Einladung zum Vortrag im Kolloquium Technische Kybernetik
Statistical clustering for the modeling of biological systems
Dr. Fabian Theis
Computational Modeling in Biology
Institute of Bioinformatics, GSF
Munich
Zeit: Dienstag· 27. 11. 2007 · 16:00 Uhr
Ort: IST-Seminarraum 3.241 · Pfaffenwaldring 9 · Campus Stuttgart-Vaihingen
Abstract
Systems biology seeks to integrate different levels of information to
understand how biological systems function. It begins with the study
of genes and proteins using high-throughput techniques such as
microarray measurements or mass spectrometry data. Although the
experimental methods for obtaining such recordings are advanced thus
generating large and multivariate data sets, the underlying employed
statistical tools have not reached this level of sophistication.

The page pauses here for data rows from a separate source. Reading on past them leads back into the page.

/// Initialize tracing/logging for the application.
///
/// This uses a simple `with_max_level` configuration based on
/// `default_level`; the `LINESUB_LOG` environment variable overrides it.
pub fn init(default_level: &str) {
    let level = std::env::var("LINESUB_LOG").unwrap_or_else(|_| default_level.to_string());

    let lvl = match level.to_lowercase().as_str() {
        "error" => tracing::Level::ERROR,
        "warn" | "warning" => tracing::Level::WARN,
        "debug" => tracing::Level::DEBUG,
        "trace" => tracing::Level::TRACE,
        _ => tracing::Level::INFO,
    };

    // Use try_init so tests and libraries can call this multiple times without panicking
    let _ = tracing_subscriber::fmt()
        .with_max_level(lvl)
        .with_target(false)
        .try_init();
}
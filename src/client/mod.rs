//! The `client` module defines the server-side representation of a peer.
//!
//! It provides the `Client` struct, which encapsulates the state of a single
//! connected subscriber: its unique identifier, peer address, and the channel
//! for sending delivery lines to it.

pub mod pubsub_client;
pub use pubsub_client::{Client, fresh_id};
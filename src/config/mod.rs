mod settings;

use config::{Config, ConfigError, Environment, File};

use crate::config::settings::PartialSettings;

pub use settings::{ServerSettings, Settings};

/// Loads the configuration from the default file and environment variables
/// Merges the configuration with default values
/// Returns a `Settings` struct containing the server configuration
pub fn load_config() -> Result<Settings, ConfigError> {
    let builder = Config::builder()
        .add_source(File::with_name("config/default").required(false))
        .add_source(Environment::default().separator("_"));

    let config = builder.build()?;

    // Try to deserialize what is available
    let partial: PartialSettings = config.try_deserialize()?;

    // Merge with defaults
    let default = Settings::default();

    Ok(Settings {
        server: ServerSettings {
            host: partial
                .server
                .as_ref()
                .and_then(|s| s.host.clone())
                .unwrap_or(default.server.host),
            port: partial
                .server
                .as_ref()
                .and_then(|s| s.port)
                .unwrap_or(default.server.port),
        },
    })
}
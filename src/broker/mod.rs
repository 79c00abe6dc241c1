pub mod engine;
pub mod message;
pub mod topic;

pub use engine::Broker;
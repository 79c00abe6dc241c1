use std::io;

use tokio::io::{AsyncBufRead, AsyncBufReadExt, AsyncWrite, AsyncWriteExt};

use crate::broker::topic::TopicName;
use crate::utils::error::SessionError;

pub const ROLE_PROMPT: &str = "Enter your role (PUBLISHER/SUBSCRIBER) : ";
pub const PUBLISH_TOPIC_PROMPT: &str = "Enter topic to publish to (ex: topic1): ";
pub const SUBSCRIBE_TOPIC_PROMPT: &str = "Enter topic to subscribe to : ";
pub const INVALID_ROLE_REPLY: &str = "Invalid role! Disconnecting.\n";
pub const INVALID_TOPIC_REPLY: &str = "Invalid topic! Disconnecting.\n";

/// The role a connection declares during the handshake.
#[derive(Debug, Clone, Copy, PartialEq, Eq)]
pub enum Role {
    Publisher,
    Subscriber,
}

impl Role {
    /// Parses a role token, case-insensitively, ignoring surrounding
    /// whitespace.
    pub fn parse(raw: &str) -> Option<Self> {
        match raw.trim().to_uppercase().as_str() {
            "PUBLISHER" => Some(Self::Publisher),
            "SUBSCRIBER" => Some(Self::Subscriber),
            _ => None,
        }
    }

    fn topic_prompt(&self) -> &'static str {
        match self {
            Self::Publisher => PUBLISH_TOPIC_PROMPT,
            Self::Subscriber => SUBSCRIBE_TOPIC_PROMPT,
        }
    }
}

/// The confirmation line sent to a subscriber once it is registered.
pub fn confirmation(topic: &TopicName) -> String {
    format!("Subscribed to '{topic}' Waiting for messages...\n")
}

/// Runs the role/topic negotiation on a freshly accepted connection.
///
/// Returns the established `(role, topic)` pair, or `None` if the peer
/// closed the connection mid-handshake (a clean abort, not an error).
/// Invalid input gets a rejection line before the error is returned; both
/// rejection cases are fatal to this connection only.
pub async fn run<R, W>(
    reader: &mut R,
    writer: &mut W,
) -> Result<Option<(Role, TopicName)>, SessionError>
where
    R: AsyncBufRead + Unpin,
    W: AsyncWrite + Unpin,
{
    writer.write_all(ROLE_PROMPT.as_bytes()).await?;

    let Some(raw_role) = read_line(reader).await? else {
        return Ok(None);
    };
    let Some(role) = Role::parse(&raw_role) else {
        writer.write_all(INVALID_ROLE_REPLY.as_bytes()).await?;
        return Err(SessionError::InvalidRole(raw_role.trim().to_string()));
    };

    writer.write_all(role.topic_prompt().as_bytes()).await?;

    let Some(raw_topic) = read_line(reader).await? else {
        return Ok(None);
    };
    let Some(topic) = TopicName::parse(&raw_topic) else {
        writer.write_all(INVALID_TOPIC_REPLY.as_bytes()).await?;
        return Err(SessionError::EmptyTopic);
    };

    Ok(Some((role, topic)))
}

/// Reads one `\n`-terminated line, buffering partial reads, so one call
/// yields exactly one logical message. `None` means the peer closed.
pub async fn read_line<R>(reader: &mut R) -> io::Result<Option<String>>
where
    R: AsyncBufRead + Unpin,
{
    let mut line = String::new();
    let n = reader.read_line(&mut line).await?;
    if n == 0 { Ok(None) } else { Ok(Some(line)) }
}
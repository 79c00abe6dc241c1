use std::collections::HashSet;
use std::fmt;

pub type ClientId = String;

/// A case-normalized topic identifier.
///
/// Topics are matched by exact equality only, so every name goes through one
/// normal form: surrounding whitespace is trimmed and the remainder is
/// uppercased. A name that is empty after trimming is not a topic.
#[derive(Debug, Clone, PartialEq, Eq, Hash)]
pub struct TopicName(String);

impl TopicName {
    /// Normalizes `raw` and returns the topic name, or `None` if nothing is
    /// left after trimming.
    pub fn parse(raw: &str) -> Option<Self> {
        let normalized = raw.trim().to_uppercase();
        if normalized.is_empty() {
            None
        } else {
            Some(Self(normalized))
        }
    }

    pub fn as_str(&self) -> &str {
        &self.0
    }
}

impl fmt::Display for TopicName {
    fn fmt(&self, f: &mut fmt::Formatter<'_>) -> fmt::Result {
        f.write_str(&self.0)
    }
}

/// Represents a topic in the broker system
/// Contains a name and the set of subscriber ids currently registered to it
/// Topics are created implicitly the first time a connection references them
/// and dropped again once their subscriber set runs empty
#[derive(Debug)]
pub struct Topic {
    pub name: TopicName,
    pub subscribers: HashSet<ClientId>,
}

impl Topic {
    /// Creates a new instance of the Topic with the given name
    /// Initializes an empty set of subscribers
    pub fn new(name: TopicName) -> Self {
        Self {
            name,
            subscribers: HashSet::new(),
        }
    }

    /// Subscribes a new subscriber to the topic
    /// If the subscriber is already subscribed, it has no effect
    pub fn subscribe(&mut self, id: ClientId) {
        self.subscribers.insert(id);
    }

    /// Unsubscribes a subscriber from the topic
    /// If the subscriber is not subscribed, it has no effect
    pub fn unsubscribe(&mut self, id: &ClientId) {
        self.subscribers.remove(id);
    }

    pub fn is_empty(&self) -> bool {
        self.subscribers.is_empty()
    }
}
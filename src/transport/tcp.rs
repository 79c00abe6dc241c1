use std::io;
use std::net::SocketAddr;
use std::sync::{Arc, Mutex};

use tokio::io::{AsyncWriteExt, BufReader};
use tokio::net::tcp::{OwnedReadHalf, OwnedWriteHalf};
use tokio::net::{TcpListener, TcpStream};
use tokio::sync::mpsc;

use crate::broker::Broker;
use crate::broker::message::Envelope;
use crate::broker::topic::{ClientId, TopicName};
use crate::client::{Client, fresh_id};
use crate::transport::handshake::{self, Role};
use crate::utils::error::{SessionError, SessionOutcome};

/// The control message that ends a publisher's session. Matched
/// case-sensitively against the trimmed publish content, after the message
/// itself has been broadcast.
pub const TERMINATE: &str = "terminate";

/// Accepts incoming connections and spawns one session task per connection.
///
/// This loop only ever blocks on `accept`; every accepted socket is handed
/// to its own task immediately. An accept error propagates to the caller:
/// without a listener there is no way to keep serving.
pub async fn run_tcp_server(addr: &str, broker: Arc<Mutex<Broker>>) -> io::Result<()> {
    let listener = TcpListener::bind(addr).await?;
    tracing::info!(%addr, "server listening, waiting for client connections");

    loop {
        let (stream, peer) = listener.accept().await?;
        tracing::info!(%peer, "client connected");

        let broker = broker.clone();
        tokio::spawn(async move {
            handle_connection(stream, peer, broker).await;
        });
    }
}

/// Runs one connection end-to-end: handshake, role loop, cleanup.
///
/// Deregistration is the finalizer of every session: it runs here exactly
/// once after `run_session` returns, whatever path led out of it, and is a
/// no-op for connections that never got registered. The socket halves close
/// on drop.
async fn handle_connection(stream: TcpStream, peer: SocketAddr, broker: Arc<Mutex<Broker>>) {
    let client_id = fresh_id();

    let result = run_session(stream, peer, &client_id, &broker).await;

    broker.lock().unwrap().unregister(&client_id);

    match result {
        Ok(SessionOutcome::Disconnected) => {
            tracing::info!(%peer, client = %client_id, "peer disconnected");
        }
        Ok(SessionOutcome::Terminated) => {
            tracing::info!(%peer, client = %client_id, "publisher sent terminate");
        }
        Err(err) if err.is_protocol_violation() => {
            tracing::warn!(%peer, client = %client_id, %err, "connection rejected");
        }
        Err(err) => {
            tracing::warn!(%peer, client = %client_id, %err, "connection error");
        }
    }
    tracing::info!(%peer, client = %client_id, "connection closed");
}

async fn run_session(
    stream: TcpStream,
    peer: SocketAddr,
    client_id: &ClientId,
    broker: &Arc<Mutex<Broker>>,
) -> Result<SessionOutcome, SessionError> {
    let (read_half, write_half) = stream.into_split();
    let mut reader = BufReader::new(read_half);
    let mut writer = write_half;

    let Some((role, topic)) = handshake::run(&mut reader, &mut writer).await? else {
        return Ok(SessionOutcome::Disconnected);
    };
    tracing::info!(%peer, client = %client_id, ?role, %topic, "handshake complete");

    match role {
        Role::Publisher => publish_loop(reader, peer, client_id, topic, broker).await,
        Role::Subscriber => subscribe_loop(reader, writer, peer, client_id, topic, broker).await,
    }
}

/// PUBLISHING state: read one line per message and fan it out.
///
/// Messages from this publisher are broadcast strictly in the order they
/// arrive here; nothing is buffered or reordered.
async fn publish_loop(
    mut reader: BufReader<OwnedReadHalf>,
    peer: SocketAddr,
    client_id: &ClientId,
    topic: TopicName,
    broker: &Arc<Mutex<Broker>>,
) -> Result<SessionOutcome, SessionError> {
    broker
        .lock()
        .unwrap()
        .register_publisher(client_id.clone(), topic.clone());

    loop {
        let Some(line) = handshake::read_line(&mut reader).await? else {
            return Ok(SessionOutcome::Disconnected);
        };
        let message = line.trim().to_string();
        tracing::info!(%peer, %topic, %message, "publish");

        let envelope = Envelope::new(topic.clone(), peer, message.clone());
        broker.lock().unwrap().publish(&envelope);

        if message == TERMINATE {
            return Ok(SessionOutcome::Terminated);
        }
    }
}

/// SUBSCRIBED state: register, confirm, then block on reads as a liveness
/// signal only.
///
/// Deliveries flow broker → channel → forwarder task → socket, so a slow or
/// dead subscriber never stalls a broadcast. Subscribers send no further
/// application data; whatever arrives on the read half is ignored.
async fn subscribe_loop(
    mut reader: BufReader<OwnedReadHalf>,
    mut writer: OwnedWriteHalf,
    peer: SocketAddr,
    client_id: &ClientId,
    topic: TopicName,
    broker: &Arc<Mutex<Broker>>,
) -> Result<SessionOutcome, SessionError> {
    let (tx, mut rx) = mpsc::unbounded_channel::<String>();
    broker
        .lock()
        .unwrap()
        .register_subscriber(topic.clone(), Client::new(client_id.clone(), peer, tx));

    // Deliveries queue in the channel until the forwarder below starts, so
    // the confirmation is always the first line the subscriber sees even
    // though registration has already happened.
    writer
        .write_all(handshake::confirmation(&topic).as_bytes())
        .await?;

    // Forward deliveries from the broker to the peer. The task ends when the
    // registry entry (and with it the sender) is dropped, or when a write
    // fails; after a failed write the broker's next publish prunes us.
    tokio::spawn(async move {
        while let Some(delivery) = rx.recv().await {
            if let Err(err) = writer.write_all(delivery.as_bytes()).await {
                tracing::warn!(%peer, %err, "failed to send to subscriber");
                break;
            }
        }
        tracing::debug!(%peer, "send loop closed");
    });

    loop {
        if handshake::read_line(&mut reader).await?.is_none() {
            return Ok(SessionOutcome::Disconnected);
        }
    }
}
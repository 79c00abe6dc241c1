//! The `transport` module is responsible for handling network communication
//! with clients over plain TCP.
//!
//! It implements the line-oriented handshake that establishes each
//! connection's role and topic, and the server itself: the acceptor loop,
//! the per-connection lifecycle, and the forwarding of published messages
//! to subscribers.

pub mod handshake;
pub mod tcp;


#[cfg(test)]
mod tcp_tests;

In this talk, we propose to use higher-order statistics, sparse
modeling and spatiotemporal clustering methods to extract additional
information from these large data sets. Extended multi-dimensional
inverse models are employed to detect latent variables within the
observations, which may then be analyzed using graph-theoretic
techniques. The resulting information-theoretic models and algorithms
have applications in a wide field ranging from genomics to biomedical
data analysis in general, telecommunications and financial markets,
and their implications for genomics, proteomics and metabolomics are
yet to be fully understood.
Biographical Information
Fabian J. Theis obtained MSc degrees in Mathematics and Physics at the
University of Regensburg in 2000. He also received a PhD degree in
Physics from the same university in 2002 and a PhD in Computer Science
from the University of Granada in 2003. He worked as visiting
researcher at the department of Architecture and Computer Technology
(University of Granada, Spain), at the RIKEN Brain Science Institute
(Wako, Japan), at FAMU-FSU (Florida State University, USA) and at
TUAT's Laboratory for Signal and Image Processing (Tokyo, Japan), and
headed the 'signal processing & information theory' group at the
Institute of Biophysics (Regensburg, Germany). Recently, he started
working as Bernstein fellow leading a junior research group at the
Bernstein Center for Computational Neuroscience, located at the Max
Planck Institute for Dynamics and Self-Organisation at Göttingen. His
research interests include statistical signal processing, linear and
nonlinear independent component analysis, overcomplete blind source
separation and biomedical data analysis.